Prompt:
For the listing below, report all lines that hold the word "ChatError".

Provided data:
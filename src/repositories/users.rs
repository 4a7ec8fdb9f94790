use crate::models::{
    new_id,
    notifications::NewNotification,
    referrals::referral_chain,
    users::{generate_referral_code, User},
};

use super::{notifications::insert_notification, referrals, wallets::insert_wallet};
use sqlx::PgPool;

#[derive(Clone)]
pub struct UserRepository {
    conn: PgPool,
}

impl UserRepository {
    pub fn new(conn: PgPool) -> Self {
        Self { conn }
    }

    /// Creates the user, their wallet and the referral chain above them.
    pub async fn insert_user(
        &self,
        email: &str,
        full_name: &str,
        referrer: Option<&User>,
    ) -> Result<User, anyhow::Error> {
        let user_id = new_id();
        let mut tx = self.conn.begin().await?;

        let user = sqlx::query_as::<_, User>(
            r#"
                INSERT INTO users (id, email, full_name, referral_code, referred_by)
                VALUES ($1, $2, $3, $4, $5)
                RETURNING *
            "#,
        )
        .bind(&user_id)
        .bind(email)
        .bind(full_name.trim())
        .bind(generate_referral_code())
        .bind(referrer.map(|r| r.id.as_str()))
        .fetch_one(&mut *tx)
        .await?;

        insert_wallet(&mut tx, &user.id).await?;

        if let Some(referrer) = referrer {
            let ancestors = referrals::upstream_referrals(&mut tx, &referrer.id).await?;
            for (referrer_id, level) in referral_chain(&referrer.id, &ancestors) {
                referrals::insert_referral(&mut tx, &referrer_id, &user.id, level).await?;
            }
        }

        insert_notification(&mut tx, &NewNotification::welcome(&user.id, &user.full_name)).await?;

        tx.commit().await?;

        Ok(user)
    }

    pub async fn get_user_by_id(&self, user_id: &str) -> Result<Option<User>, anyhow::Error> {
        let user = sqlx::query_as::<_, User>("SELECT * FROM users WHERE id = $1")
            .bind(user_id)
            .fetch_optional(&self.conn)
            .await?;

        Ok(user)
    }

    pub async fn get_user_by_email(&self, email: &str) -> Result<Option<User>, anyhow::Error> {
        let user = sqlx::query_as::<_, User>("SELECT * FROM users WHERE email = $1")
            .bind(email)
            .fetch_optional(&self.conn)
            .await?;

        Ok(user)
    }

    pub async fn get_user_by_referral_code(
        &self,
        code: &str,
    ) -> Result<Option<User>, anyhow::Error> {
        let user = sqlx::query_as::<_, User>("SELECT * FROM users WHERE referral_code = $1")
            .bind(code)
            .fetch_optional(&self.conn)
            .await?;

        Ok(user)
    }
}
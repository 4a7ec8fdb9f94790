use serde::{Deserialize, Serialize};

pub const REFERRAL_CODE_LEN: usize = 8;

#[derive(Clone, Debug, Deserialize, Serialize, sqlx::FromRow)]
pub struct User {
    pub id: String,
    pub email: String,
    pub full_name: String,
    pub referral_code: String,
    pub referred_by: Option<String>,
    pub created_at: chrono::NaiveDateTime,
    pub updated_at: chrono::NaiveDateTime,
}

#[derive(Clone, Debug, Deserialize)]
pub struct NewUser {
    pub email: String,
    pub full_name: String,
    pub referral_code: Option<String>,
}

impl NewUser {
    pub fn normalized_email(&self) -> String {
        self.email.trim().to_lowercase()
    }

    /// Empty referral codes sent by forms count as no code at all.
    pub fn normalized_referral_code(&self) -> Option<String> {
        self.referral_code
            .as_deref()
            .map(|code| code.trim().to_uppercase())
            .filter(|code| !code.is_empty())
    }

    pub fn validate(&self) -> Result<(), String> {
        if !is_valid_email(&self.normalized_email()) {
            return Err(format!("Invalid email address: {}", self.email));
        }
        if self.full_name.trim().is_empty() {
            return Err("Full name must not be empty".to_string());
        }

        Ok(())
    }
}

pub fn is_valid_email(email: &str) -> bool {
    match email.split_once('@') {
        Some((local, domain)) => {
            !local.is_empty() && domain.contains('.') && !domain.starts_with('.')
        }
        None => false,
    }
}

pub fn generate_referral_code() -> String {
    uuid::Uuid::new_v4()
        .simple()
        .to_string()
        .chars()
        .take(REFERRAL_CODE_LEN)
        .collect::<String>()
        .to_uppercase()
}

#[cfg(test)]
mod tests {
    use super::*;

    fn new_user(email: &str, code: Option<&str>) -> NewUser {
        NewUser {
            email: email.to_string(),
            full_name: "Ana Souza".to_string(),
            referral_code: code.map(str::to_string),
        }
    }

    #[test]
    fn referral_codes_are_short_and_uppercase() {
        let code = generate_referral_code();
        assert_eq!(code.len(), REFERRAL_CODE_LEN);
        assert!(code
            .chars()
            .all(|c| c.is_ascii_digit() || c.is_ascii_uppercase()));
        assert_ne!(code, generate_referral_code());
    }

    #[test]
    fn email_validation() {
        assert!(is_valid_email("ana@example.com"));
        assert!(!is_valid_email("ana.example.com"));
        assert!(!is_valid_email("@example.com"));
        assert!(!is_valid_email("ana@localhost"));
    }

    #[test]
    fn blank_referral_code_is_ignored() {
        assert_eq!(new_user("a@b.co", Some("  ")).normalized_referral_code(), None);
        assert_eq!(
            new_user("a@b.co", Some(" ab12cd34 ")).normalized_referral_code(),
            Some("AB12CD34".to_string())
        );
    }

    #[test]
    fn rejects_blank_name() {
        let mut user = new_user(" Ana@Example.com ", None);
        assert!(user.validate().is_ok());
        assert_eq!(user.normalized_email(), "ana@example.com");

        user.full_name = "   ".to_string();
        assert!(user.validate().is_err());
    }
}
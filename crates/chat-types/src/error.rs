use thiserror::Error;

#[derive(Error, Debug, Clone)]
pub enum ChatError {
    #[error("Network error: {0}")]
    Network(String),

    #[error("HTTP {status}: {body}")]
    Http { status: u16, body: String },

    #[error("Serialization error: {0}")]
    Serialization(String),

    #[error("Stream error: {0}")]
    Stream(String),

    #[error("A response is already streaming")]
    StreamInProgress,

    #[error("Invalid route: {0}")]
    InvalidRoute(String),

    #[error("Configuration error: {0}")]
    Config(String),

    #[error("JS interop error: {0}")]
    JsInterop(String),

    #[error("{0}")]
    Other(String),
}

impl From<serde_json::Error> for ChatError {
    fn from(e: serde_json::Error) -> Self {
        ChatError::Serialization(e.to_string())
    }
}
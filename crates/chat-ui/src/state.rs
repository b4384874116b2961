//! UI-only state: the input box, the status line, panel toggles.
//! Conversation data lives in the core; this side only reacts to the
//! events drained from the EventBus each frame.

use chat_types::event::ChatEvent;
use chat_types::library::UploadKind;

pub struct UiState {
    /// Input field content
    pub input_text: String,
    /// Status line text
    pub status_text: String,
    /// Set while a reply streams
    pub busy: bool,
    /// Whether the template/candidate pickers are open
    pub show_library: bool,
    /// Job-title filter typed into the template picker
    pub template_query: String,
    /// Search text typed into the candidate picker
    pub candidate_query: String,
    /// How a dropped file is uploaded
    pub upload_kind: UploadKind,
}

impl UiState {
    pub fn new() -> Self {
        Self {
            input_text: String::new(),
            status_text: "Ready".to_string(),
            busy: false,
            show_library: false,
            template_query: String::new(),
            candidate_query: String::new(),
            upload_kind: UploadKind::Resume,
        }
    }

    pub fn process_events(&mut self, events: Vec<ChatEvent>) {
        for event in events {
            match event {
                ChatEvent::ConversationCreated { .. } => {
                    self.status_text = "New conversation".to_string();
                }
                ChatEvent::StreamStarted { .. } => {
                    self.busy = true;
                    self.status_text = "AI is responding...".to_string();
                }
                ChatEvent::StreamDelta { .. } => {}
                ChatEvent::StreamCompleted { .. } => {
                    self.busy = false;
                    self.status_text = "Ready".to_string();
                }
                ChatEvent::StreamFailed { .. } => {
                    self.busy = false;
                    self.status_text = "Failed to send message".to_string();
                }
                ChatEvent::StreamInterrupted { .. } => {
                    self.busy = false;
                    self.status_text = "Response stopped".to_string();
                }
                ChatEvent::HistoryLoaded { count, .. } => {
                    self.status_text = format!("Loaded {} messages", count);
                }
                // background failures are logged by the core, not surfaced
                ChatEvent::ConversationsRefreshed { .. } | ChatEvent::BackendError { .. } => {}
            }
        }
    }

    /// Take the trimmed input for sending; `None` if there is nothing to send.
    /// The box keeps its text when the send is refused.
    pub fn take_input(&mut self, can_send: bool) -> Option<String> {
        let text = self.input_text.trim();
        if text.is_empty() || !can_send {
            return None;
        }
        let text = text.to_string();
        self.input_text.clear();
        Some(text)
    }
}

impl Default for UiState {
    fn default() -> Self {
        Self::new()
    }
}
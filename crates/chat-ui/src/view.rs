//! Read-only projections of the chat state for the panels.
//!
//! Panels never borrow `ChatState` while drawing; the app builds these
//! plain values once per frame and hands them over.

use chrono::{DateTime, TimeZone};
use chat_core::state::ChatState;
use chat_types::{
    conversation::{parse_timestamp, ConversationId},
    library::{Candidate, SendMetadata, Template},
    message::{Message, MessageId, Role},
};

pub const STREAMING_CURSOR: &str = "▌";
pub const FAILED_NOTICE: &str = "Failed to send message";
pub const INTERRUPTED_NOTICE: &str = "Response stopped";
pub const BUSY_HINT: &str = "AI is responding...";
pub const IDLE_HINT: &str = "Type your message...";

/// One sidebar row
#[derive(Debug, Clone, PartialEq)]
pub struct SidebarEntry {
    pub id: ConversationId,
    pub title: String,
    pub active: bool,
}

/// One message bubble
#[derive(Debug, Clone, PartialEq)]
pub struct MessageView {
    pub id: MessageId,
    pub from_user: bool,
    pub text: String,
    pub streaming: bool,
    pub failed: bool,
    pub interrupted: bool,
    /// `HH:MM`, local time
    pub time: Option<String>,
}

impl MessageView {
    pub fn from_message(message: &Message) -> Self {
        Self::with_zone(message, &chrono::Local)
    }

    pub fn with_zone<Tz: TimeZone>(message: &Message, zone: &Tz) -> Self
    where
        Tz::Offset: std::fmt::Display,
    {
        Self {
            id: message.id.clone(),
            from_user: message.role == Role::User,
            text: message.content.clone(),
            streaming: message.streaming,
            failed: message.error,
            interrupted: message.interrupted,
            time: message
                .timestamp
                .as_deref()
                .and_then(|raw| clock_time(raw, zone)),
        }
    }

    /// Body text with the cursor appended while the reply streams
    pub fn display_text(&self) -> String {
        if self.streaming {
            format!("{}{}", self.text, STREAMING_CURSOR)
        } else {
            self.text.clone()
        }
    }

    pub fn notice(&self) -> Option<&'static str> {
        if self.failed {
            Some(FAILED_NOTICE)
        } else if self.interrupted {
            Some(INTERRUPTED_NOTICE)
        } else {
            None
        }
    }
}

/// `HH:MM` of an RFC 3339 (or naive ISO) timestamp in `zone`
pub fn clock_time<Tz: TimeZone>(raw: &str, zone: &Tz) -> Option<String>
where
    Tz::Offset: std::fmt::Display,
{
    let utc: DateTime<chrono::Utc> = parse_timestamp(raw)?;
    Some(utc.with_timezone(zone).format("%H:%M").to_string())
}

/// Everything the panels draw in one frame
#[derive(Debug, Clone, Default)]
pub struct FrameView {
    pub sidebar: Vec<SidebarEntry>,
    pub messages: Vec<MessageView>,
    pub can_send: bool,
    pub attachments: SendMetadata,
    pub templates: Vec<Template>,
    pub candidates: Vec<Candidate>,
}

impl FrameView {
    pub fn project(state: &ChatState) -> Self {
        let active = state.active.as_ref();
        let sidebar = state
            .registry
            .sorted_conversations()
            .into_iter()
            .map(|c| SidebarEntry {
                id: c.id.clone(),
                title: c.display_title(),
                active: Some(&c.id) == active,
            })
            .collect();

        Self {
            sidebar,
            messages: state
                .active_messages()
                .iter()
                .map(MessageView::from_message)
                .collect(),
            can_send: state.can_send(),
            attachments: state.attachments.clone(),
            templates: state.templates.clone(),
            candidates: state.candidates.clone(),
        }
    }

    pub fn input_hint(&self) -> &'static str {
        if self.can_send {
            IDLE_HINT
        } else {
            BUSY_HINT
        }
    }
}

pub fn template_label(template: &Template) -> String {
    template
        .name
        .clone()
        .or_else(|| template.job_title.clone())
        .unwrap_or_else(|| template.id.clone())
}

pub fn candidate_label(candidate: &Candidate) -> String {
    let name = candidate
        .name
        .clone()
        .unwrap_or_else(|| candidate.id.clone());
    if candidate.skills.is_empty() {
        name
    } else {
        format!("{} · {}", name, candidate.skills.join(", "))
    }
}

Solution below:
pub enum ChatError {
impl From<serde_json::Error> for ChatError {
        ChatError::Serialization(e.to_string())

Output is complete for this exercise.